Откуда-то издали взвыли букцины, им завторила флейта, задал ритм барабан, и гладиаторов вывели на торественную процессию, во время которой, пока они обходили арену по периметру, давая разглядеть себя зрителям во всей красе, те могли делать ставки, ориентируясь на свой вкус и таблички с именами гладиаторов и их краткими характеритиками, которе за несколько медных монет можно было приобрести у мальчишек-разносчиков, шнырявших между мраморными рядами скамей.
Для Гайи и Марса такое внимание и взгляды сверху не были чем-то непривычным — Римская армия устраивала парады в захваченных крупных поселениях варваров и с своих крепостях — опять же, с приглашением варваров, что б те видели мощь Империи во всей красе.
Когда процессия вернулась к тем же воротам, из которых вышла, наставник придержал Гайю, следовавшую в общем строю:
— Ты первая.
— А узнаю об этом крайней?!
— А зачем дергаться раньше времени?
Она мысленно согласилась с его логикой.

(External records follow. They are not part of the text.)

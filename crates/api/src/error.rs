use axum::http::StatusCode;
use axum::response::{Html, IntoResponse, Response};
use gazette_core::error::CoreError;

/// Application-level error type for HTTP handlers.
///
/// Wraps [`CoreError`] for domain errors and adds transport-specific variants.
/// Implements [`IntoResponse`] to produce a consistent HTML error page.
///
/// Rejected form submissions are not errors: handlers re-render the form.
#[derive(Debug, thiserror::Error)]
pub enum AppError {
    /// A domain-level error from `gazette_core`.
    #[error(transparent)]
    Core(#[from] CoreError),

    /// A database error from sqlx.
    #[error("Database error: {0}")]
    Database(#[from] sqlx::Error),

    /// A template failed to render.
    #[error("Render error: {0}")]
    Render(#[from] tera::Error),
}

/// Convenience type alias for handler return values.
pub type AppResult<T> = Result<T, AppError>;

impl AppError {
    /// HTTP status, stable error code and user-facing message.
    pub fn classify(&self) -> (StatusCode, &'static str, String) {
        match self {
            AppError::Core(CoreError::NotFound { entity, id }) => (
                StatusCode::NOT_FOUND,
                "NOT_FOUND",
                format!("{entity} with id {id} not found"),
            ),
            AppError::Database(err) => classify_sqlx_error(err),
            AppError::Render(err) => {
                tracing::error!(error = ?err, "Template render failed");
                internal()
            }
        }
    }
}

impl IntoResponse for AppError {
    fn into_response(self) -> Response {
        let (status, code, message) = self.classify();

        let body = format!(
            "<!DOCTYPE html>\n<html>\n<head><title>{status}</title></head>\n<body>\n\
             <h1>{status}</h1>\n<p class=\"error\" data-code=\"{code}\">{}</p>\n\
             <p><a href=\"/\">Back to articles</a></p>\n</body>\n</html>\n",
            tera::escape_html(&message)
        );

        (status, Html(body)).into_response()
    }
}

fn internal() -> (StatusCode, &'static str, String) {
    (
        StatusCode::INTERNAL_SERVER_ERROR,
        "INTERNAL_ERROR",
        "An internal error occurred".to_string(),
    )
}

/// Classify a sqlx error into an HTTP status, error code, and message.
///
/// - `RowNotFound` maps to 404.
/// - Unique and foreign key violations map to 409. These only surface when a
///   concurrent request changed the row between validation and write.
/// - Everything else maps to 500 with a sanitized message.
fn classify_sqlx_error(err: &sqlx::Error) -> (StatusCode, &'static str, String) {
    match err {
        sqlx::Error::RowNotFound => (
            StatusCode::NOT_FOUND,
            "NOT_FOUND",
            "Resource not found".to_string(),
        ),
        sqlx::Error::Database(db_err) if db_err.is_unique_violation() => (
            StatusCode::CONFLICT,
            "CONFLICT",
            "Duplicate value violates a unique constraint".to_string(),
        ),
        sqlx::Error::Database(db_err) if db_err.is_foreign_key_violation() => (
            StatusCode::CONFLICT,
            "CONFLICT",
            "Referenced record no longer exists".to_string(),
        ),
        other => {
            tracing::error!(error = %other, "Database error");
            internal()
        }
    }
}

И оглянулась в поисках своего противника — еще накануне она узнала, что, во-первых, в лудусе не принято заранее сообщать о том, кто и с кем сойдется насмерть на глазах у всего города, а, во-вторых, ей лично был предназначен противник вовсе не из Лудус Магнус. Она государственная преступница, и встретиться должна тоже с преступником, но вот для нее найти не смогли среди проворовавшихся аквариев и сборщиков податей — слишком сильна оказалась «семнадцатилетняя племянница Октавиана».
И вот сейчас ей навстречу шел огромный, прикрытый только узкой полосой ткани сублигакулюма, африканец с выдвинутой вперед челюстью. На его груди, разрисованной белой краской, резко выделялось и подпрыгивало в такт его тяжелым шагам, ожерелье из когтей или зубов какого-то крупного животного. Плотно скрученные в шапку черных колец волосы были, как и Гайи, подхвачены лентой, но узкой и пестрой. И когда Гайя взглянула на его дубину, усеянную по всей широкой части теми же звериными зубами и когтями, она невольно расширила глаза: если дубину поставить рядом с ней, то до пояса бы ей она достала бы.

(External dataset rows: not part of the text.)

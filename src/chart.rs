//! SVG charts: per-geo line charts of an indicator, grouped annual bar charts and histograms.

use crate::period::fractional_year;
use crate::table::{IndicatorFrame, WideTable};
use anyhow::{anyhow, Result};
use chrono::Datelike;
use plotters::prelude::*;
use std::path::Path;

const SIZE: (u32, u32) = (1200, 600);

/// Padded (min, max) of the values; a flat series gets a unit band around it.
pub fn value_bounds<I: IntoIterator<Item = f64>>(values: I) -> Option<(f64, f64)> {
    let (lo, hi) = values
        .into_iter()
        .filter(|v| v.is_finite())
        .fold((f64::INFINITY, f64::NEG_INFINITY), |(lo, hi), v| (lo.min(v), hi.max(v)));
    if !lo.is_finite() {
        return None;
    }
    if (hi - lo).abs() < f64::EPSILON {
        return Some((lo - 1.0, hi + 1.0));
    }
    let pad = (hi - lo) * 0.05;
    Some((lo - pad, hi + pad))
}

pub fn line_chart(frame: &IndicatorFrame, geos: &[String], path: &Path) -> Result<()> {
    let series: Vec<(&str, Vec<(f64, f64)>)> = frame
        .geos()
        .into_iter()
        .filter(|g| geos.is_empty() || geos.iter().any(|s| s == *g))
        .map(|g| {
            let pts: Vec<(f64, f64)> = frame.rows_for(g).map(|r| (fractional_year(r.date), r.value)).collect();
            (g, pts)
        })
        .collect();

    let all = series.iter().flat_map(|(_, pts)| pts.iter());
    let (x_lo, x_hi) = value_bounds(all.clone().map(|p| p.0))
        .ok_or_else(|| anyhow!("No observations to plot for {}", frame.name))?;
    let (y_lo, y_hi) = value_bounds(all.map(|p| p.1))
        .ok_or_else(|| anyhow!("No observations to plot for {}", frame.name))?;

    let root = SVGBackend::new(path, SIZE).into_drawing_area();
    root.fill(&WHITE)?;

    let mut chart = ChartBuilder::on(&root)
        .caption(format!("{} ({})", frame.name, frame.frequency), ("sans-serif", 30))
        .margin(10)
        .x_label_area_size(40)
        .y_label_area_size(60)
        .build_cartesian_2d(x_lo..x_hi, y_lo..y_hi)?;

    chart
        .configure_mesh()
        .x_desc("Year")
        .y_desc("Value")
        .x_label_formatter(&|x| format!("{:.0}", x))
        .draw()?;

    for (i, (geo, pts)) in series.iter().enumerate() {
        let style = Palette99::pick(i).stroke_width(2);
        chart
            .draw_series(LineSeries::new(pts.iter().copied(), style))?
            .label(*geo)
            .legend(move |(x, y)| PathElement::new(vec![(x, y), (x + 20, y)], style));
    }

    chart
        .configure_series_labels()
        .background_style(WHITE.mix(0.8))
        .border_style(&BLACK)
        .draw()?;

    root.present()?;
    Ok(())
}

/// One group of bars per year (row), one bar per column.
pub fn annual_bar_chart(table: &WideTable, title: &str, path: &Path) -> Result<()> {
    if table.rows.is_empty() || table.columns.is_empty() {
        return Err(anyhow!("Nothing to plot for '{}'", title));
    }

    let years: Vec<i32> = table.rows.keys().map(|d| d.year()).collect();
    // bars start at zero, so the axis always includes it
    let (y_lo, y_hi) = value_bounds(
        table.rows.values().flatten().flatten().copied().chain(std::iter::once(0.0)),
    )
    .ok_or_else(|| anyhow!("Nothing to plot for '{}'", title))?;

    let n_years = years.len() as f64;
    let width = 0.8 / table.columns.len() as f64;

    let root = SVGBackend::new(path, SIZE).into_drawing_area();
    root.fill(&WHITE)?;

    let mut chart = ChartBuilder::on(&root)
        .caption(title, ("sans-serif", 30))
        .margin(10)
        .x_label_area_size(40)
        .y_label_area_size(60)
        .build_cartesian_2d(-0.5..n_years - 0.5, y_lo..y_hi)?;

    chart
        .configure_mesh()
        .disable_x_mesh()
        .x_desc("Year")
        .x_labels(years.len().min(30))
        .x_label_formatter(&|x| {
            let i = x.round();
            if (x - i).abs() < 1e-6 && i >= 0.0 && (i as usize) < years.len() {
                years[i as usize].to_string()
            } else {
                String::new()
            }
        })
        .draw()?;

    for (c, name) in table.columns.iter().enumerate() {
        let color = Palette99::pick(c).mix(0.9);
        let bars = table.rows.values().enumerate().filter_map(|(row, vals)| {
            let v = vals[c]?;
            let x0 = row as f64 - 0.4 + c as f64 * width;
            Some(Rectangle::new([(x0, 0.0), (x0 + width, v)], color.filled()))
        });
        chart
            .draw_series(bars)?
            .label(name.as_str())
            .legend(move |(x, y)| Rectangle::new([(x, y - 5), (x + 10, y + 5)], color.filled()));
    }

    chart
        .configure_series_labels()
        .position(SeriesLabelPosition::UpperLeft)
        .background_style(WHITE.mix(0.8))
        .border_style(&BLACK)
        .draw()?;

    root.present()?;
    Ok(())
}

/// Equal-width bins over the finite values: (lower edge, bin width, counts).
pub fn bin_counts(values: &[f64], bins: usize) -> Option<(f64, f64, Vec<usize>)> {
    let finite: Vec<f64> = values.iter().copied().filter(|v| v.is_finite()).collect();
    if finite.is_empty() || bins == 0 {
        return None;
    }
    let lo = finite.iter().copied().fold(f64::INFINITY, f64::min);
    let hi = finite.iter().copied().fold(f64::NEG_INFINITY, f64::max);
    let width = if hi > lo { (hi - lo) / bins as f64 } else { 1.0 };

    let mut counts = vec![0usize; bins];
    for v in finite {
        // the maximum lands in the last bin
        let i = (((v - lo) / width) as usize).min(bins - 1);
        counts[i] += 1;
    }
    Some((lo, width, counts))
}

pub fn histogram(values: &[f64], title: &str, bins: usize, path: &Path) -> Result<()> {
    let (lo, width, counts) = bin_counts(values, bins).ok_or_else(|| anyhow!("Nothing to plot for '{}'", title))?;
    let x_hi = lo + width * counts.len() as f64;
    let y_hi = counts.iter().copied().max().unwrap_or(0) as f64 * 1.1 + 1.0;

    let root = SVGBackend::new(path, SIZE).into_drawing_area();
    root.fill(&WHITE)?;

    let mut chart = ChartBuilder::on(&root)
        .caption(title, ("sans-serif", 30))
        .margin(10)
        .x_label_area_size(40)
        .y_label_area_size(60)
        .build_cartesian_2d(lo..x_hi, 0.0..y_hi)?;

    chart.configure_mesh().disable_x_mesh().y_desc("Count").draw()?;

    let color = Palette99::pick(0).mix(0.8);
    chart.draw_series(counts.iter().enumerate().map(|(i, &n)| {
        let x0 = lo + width * i as f64;
        Rectangle::new([(x0, 0.0), (x0 + width, n as f64)], color.filled())
    }))?;

    root.present()?;
    Ok(())
}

Африканский воин удерживал свое оружие на широкой ременной петле, охватывающей правую руку, а в левой держал нож с загнутым коротким лезвием, поблескивающим зубчатым краем.
Завидев девушку, гибкой кошкой застывшую на белом кварцевом песке залитой солнцем арены, он осклабился всеми своими белыми зубами и крутанул дубину вокруг руки, а затем провел ее за спиной и перед собой, не забывая взглянуть, как реагируют зрители и его противница.
Лорарий взмахнул, и бой начался — с взмаха дубины. Гайя понимала, что рубить даже двумя мечами кусок твердого дерева — зря терять время, и предпочла увернуться в сторону, уйдя от просвистевшей в полупальце от ее головы дубины.
Африканец шумно втянул воздух через зубы и снова наискось замахнулся, как будто принимал девушку за назойливое насекомое. Гайя, наслаждаясь огромным, принадлежащем только ей пространством арены, над которым не пролетала ни одна стрела, не свистел ни один дротик, чувствуя легкость без привычных панциря, шлема и поножей, отпрыгнула к стене арены, оттолкнулась от нее — вот она уже летит. Резкий укол между плечом и шеей застал африканца врасплох — он только вывел дубину для смертоносного удара, который должен был вогнать голову девушки между ее плеч, как рухнул на колени всей своей массой, увлекая вниз и ее, повисшую правой рукой на рукояти меча, вертикально ушедшего до половины в тело гладиатора.